In the listing below, print exactly the lines between the line holding "repeatedly and used many times as" and the line holding "pub enum TextureAccess", inclusive, and no more.
━━━━━ Input data ━━━━━
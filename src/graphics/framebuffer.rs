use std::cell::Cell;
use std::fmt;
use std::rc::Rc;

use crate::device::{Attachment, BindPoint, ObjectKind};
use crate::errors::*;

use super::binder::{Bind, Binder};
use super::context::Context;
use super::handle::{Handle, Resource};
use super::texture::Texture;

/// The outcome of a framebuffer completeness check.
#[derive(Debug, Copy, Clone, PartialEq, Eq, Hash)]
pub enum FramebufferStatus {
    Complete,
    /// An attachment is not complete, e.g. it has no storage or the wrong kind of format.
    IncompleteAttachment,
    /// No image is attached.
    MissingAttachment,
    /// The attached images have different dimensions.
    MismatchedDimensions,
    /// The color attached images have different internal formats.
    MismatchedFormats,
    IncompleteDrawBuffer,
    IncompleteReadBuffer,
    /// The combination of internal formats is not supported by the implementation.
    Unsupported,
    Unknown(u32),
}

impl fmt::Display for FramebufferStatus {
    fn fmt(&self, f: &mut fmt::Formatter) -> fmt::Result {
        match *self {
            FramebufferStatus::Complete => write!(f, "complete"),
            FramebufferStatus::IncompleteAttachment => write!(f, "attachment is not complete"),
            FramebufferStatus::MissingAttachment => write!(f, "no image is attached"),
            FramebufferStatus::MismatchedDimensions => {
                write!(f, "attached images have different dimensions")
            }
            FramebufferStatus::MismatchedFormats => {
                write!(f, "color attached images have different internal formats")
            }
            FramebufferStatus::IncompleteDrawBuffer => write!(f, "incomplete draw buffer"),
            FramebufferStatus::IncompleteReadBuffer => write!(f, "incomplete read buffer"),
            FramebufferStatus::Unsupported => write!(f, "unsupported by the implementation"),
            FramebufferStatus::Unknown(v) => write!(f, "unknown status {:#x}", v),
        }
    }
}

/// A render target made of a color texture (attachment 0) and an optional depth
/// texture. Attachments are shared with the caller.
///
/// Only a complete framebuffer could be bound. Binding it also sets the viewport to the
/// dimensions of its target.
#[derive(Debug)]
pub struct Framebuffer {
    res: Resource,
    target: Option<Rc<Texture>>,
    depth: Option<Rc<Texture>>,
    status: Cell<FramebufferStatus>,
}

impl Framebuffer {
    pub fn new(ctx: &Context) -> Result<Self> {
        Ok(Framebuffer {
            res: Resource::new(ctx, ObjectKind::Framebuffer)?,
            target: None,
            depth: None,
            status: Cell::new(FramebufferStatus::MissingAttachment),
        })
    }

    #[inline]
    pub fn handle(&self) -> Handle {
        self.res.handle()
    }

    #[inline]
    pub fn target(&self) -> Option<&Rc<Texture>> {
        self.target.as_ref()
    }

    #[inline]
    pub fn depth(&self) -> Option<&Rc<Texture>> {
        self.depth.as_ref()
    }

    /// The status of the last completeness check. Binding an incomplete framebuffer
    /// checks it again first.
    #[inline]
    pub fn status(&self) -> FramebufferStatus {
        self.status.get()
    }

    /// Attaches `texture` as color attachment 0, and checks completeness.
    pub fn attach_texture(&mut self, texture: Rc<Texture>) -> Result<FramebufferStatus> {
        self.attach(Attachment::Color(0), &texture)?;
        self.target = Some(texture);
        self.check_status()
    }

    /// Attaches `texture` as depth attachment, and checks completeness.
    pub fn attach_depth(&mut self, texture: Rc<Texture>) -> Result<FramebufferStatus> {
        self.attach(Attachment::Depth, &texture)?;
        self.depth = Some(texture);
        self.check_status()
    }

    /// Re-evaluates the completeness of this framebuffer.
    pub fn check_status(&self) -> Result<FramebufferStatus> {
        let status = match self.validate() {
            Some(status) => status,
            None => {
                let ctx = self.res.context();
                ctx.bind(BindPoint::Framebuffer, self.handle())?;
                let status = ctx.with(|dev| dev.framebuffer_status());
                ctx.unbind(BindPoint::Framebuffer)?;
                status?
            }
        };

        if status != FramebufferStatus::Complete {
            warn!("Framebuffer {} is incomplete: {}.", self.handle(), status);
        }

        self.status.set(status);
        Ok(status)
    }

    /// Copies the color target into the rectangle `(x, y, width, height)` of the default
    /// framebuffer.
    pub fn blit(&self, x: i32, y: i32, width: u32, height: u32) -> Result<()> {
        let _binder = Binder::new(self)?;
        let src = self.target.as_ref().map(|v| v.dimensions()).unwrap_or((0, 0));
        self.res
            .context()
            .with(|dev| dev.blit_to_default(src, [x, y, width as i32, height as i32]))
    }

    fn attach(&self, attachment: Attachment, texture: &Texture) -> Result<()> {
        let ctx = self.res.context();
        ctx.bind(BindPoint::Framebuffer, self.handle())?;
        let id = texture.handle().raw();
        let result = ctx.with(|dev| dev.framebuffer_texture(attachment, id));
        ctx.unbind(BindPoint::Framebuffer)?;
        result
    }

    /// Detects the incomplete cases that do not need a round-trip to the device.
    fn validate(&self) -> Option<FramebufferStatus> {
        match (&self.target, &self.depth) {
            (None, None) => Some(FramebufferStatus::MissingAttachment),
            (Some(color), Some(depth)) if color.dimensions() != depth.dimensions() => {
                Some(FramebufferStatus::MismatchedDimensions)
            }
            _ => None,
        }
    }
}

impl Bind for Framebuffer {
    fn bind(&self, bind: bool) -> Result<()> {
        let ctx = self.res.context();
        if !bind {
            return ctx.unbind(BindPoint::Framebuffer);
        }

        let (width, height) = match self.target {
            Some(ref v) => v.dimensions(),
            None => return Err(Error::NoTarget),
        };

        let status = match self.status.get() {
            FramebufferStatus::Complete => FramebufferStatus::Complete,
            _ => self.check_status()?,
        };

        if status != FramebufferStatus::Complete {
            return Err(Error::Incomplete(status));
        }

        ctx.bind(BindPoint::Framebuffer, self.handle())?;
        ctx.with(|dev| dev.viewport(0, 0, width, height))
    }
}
━━━━━
━━━━━ Input data ━━━━━
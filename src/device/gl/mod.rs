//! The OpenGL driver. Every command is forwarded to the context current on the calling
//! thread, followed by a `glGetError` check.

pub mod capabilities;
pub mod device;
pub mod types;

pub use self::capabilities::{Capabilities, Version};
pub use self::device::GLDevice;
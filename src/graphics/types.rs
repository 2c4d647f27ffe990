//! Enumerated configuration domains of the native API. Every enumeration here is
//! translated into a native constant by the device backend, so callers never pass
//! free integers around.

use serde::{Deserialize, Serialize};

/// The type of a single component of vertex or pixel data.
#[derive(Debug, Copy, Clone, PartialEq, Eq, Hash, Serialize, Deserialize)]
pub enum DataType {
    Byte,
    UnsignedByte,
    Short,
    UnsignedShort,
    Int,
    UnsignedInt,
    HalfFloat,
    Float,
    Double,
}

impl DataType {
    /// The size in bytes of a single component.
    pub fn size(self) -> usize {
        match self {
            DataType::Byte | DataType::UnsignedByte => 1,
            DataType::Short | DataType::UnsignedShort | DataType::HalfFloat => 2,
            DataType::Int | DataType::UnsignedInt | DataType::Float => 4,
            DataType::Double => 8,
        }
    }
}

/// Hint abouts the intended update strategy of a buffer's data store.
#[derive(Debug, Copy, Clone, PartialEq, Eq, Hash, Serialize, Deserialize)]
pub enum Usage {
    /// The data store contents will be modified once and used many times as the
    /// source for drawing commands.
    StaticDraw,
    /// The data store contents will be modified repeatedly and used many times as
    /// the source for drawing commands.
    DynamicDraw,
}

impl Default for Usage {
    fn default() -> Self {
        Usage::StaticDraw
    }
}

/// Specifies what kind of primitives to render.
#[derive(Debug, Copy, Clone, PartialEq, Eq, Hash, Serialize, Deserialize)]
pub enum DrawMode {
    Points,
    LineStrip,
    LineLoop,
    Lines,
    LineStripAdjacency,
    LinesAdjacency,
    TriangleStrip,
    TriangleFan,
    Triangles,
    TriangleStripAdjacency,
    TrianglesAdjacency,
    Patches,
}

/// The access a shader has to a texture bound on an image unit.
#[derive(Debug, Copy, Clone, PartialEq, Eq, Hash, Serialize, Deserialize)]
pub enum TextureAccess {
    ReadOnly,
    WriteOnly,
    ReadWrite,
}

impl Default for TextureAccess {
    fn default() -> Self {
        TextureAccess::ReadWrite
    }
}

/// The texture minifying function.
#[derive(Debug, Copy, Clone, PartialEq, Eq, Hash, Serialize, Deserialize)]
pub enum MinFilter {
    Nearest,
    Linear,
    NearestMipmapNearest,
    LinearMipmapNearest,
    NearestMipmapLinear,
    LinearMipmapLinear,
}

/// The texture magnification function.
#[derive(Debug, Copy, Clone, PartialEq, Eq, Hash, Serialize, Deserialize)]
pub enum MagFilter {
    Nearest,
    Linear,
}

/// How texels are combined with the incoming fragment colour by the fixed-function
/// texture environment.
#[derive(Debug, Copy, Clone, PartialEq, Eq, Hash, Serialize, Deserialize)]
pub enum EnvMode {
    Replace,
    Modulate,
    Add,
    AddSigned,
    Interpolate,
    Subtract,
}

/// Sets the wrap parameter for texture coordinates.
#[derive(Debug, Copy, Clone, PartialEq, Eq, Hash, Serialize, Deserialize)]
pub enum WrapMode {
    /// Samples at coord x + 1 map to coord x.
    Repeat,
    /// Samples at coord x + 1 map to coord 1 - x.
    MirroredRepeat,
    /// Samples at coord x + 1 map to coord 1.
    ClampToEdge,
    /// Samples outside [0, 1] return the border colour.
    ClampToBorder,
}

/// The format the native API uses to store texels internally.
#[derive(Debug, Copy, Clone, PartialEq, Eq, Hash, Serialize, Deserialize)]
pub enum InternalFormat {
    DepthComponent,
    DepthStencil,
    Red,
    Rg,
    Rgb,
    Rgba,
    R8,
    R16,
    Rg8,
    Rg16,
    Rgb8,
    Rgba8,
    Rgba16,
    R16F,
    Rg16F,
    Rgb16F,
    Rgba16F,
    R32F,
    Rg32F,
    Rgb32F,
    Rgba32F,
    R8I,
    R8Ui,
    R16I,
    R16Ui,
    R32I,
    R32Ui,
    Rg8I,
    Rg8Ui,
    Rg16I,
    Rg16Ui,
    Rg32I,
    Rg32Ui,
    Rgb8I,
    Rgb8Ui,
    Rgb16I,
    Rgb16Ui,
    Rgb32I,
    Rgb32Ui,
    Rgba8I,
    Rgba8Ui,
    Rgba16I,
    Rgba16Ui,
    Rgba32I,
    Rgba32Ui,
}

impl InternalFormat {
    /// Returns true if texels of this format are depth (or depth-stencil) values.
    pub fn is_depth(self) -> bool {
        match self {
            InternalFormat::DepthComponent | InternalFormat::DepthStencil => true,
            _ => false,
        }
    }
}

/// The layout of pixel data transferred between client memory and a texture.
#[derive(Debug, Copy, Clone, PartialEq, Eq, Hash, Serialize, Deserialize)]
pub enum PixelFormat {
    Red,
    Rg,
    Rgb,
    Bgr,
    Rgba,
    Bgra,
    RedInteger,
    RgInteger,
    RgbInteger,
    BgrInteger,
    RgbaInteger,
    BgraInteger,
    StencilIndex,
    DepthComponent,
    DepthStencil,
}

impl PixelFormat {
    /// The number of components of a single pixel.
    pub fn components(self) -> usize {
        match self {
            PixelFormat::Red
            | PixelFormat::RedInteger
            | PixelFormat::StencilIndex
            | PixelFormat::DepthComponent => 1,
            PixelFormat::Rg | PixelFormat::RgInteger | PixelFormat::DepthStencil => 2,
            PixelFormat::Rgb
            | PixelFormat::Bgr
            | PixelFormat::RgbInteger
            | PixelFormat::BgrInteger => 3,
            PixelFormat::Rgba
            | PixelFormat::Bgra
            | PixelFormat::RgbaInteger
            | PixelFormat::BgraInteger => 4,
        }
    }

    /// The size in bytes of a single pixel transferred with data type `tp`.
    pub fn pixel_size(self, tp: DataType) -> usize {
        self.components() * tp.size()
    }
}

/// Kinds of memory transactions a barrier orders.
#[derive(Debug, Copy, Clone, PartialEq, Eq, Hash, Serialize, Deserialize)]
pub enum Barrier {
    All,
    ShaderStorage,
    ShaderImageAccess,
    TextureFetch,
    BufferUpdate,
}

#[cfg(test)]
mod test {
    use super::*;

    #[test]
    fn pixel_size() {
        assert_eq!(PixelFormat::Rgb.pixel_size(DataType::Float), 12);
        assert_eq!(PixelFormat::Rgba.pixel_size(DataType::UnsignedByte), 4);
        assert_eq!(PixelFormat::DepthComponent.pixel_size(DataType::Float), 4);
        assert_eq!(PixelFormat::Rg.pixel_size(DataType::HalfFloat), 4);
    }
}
━━━━━
• **Task output**
    /// The data store contents will be modified repeatedly and used many times as
    /// the source for drawing commands.
    DynamicDraw,
}

impl Default for Usage {
    fn default() -> Self {
        Usage::StaticDraw
    }
}

/// Specifies what kind of primitives to render.
#[derive(Debug, Copy, Clone, PartialEq, Eq, Hash, Serialize, Deserialize)]
pub enum DrawMode {
    Points,
    LineStrip,
    LineLoop,
    Lines,
    LineStripAdjacency,
    LinesAdjacency,
    TriangleStrip,
    TriangleFan,
    Triangles,
    TriangleStripAdjacency,
    TrianglesAdjacency,
    Patches,
}

/// The access a shader has to a texture bound on an image unit.
#[derive(Debug, Copy, Clone, PartialEq, Eq, Hash, Serialize, Deserialize)]
pub enum TextureAccess {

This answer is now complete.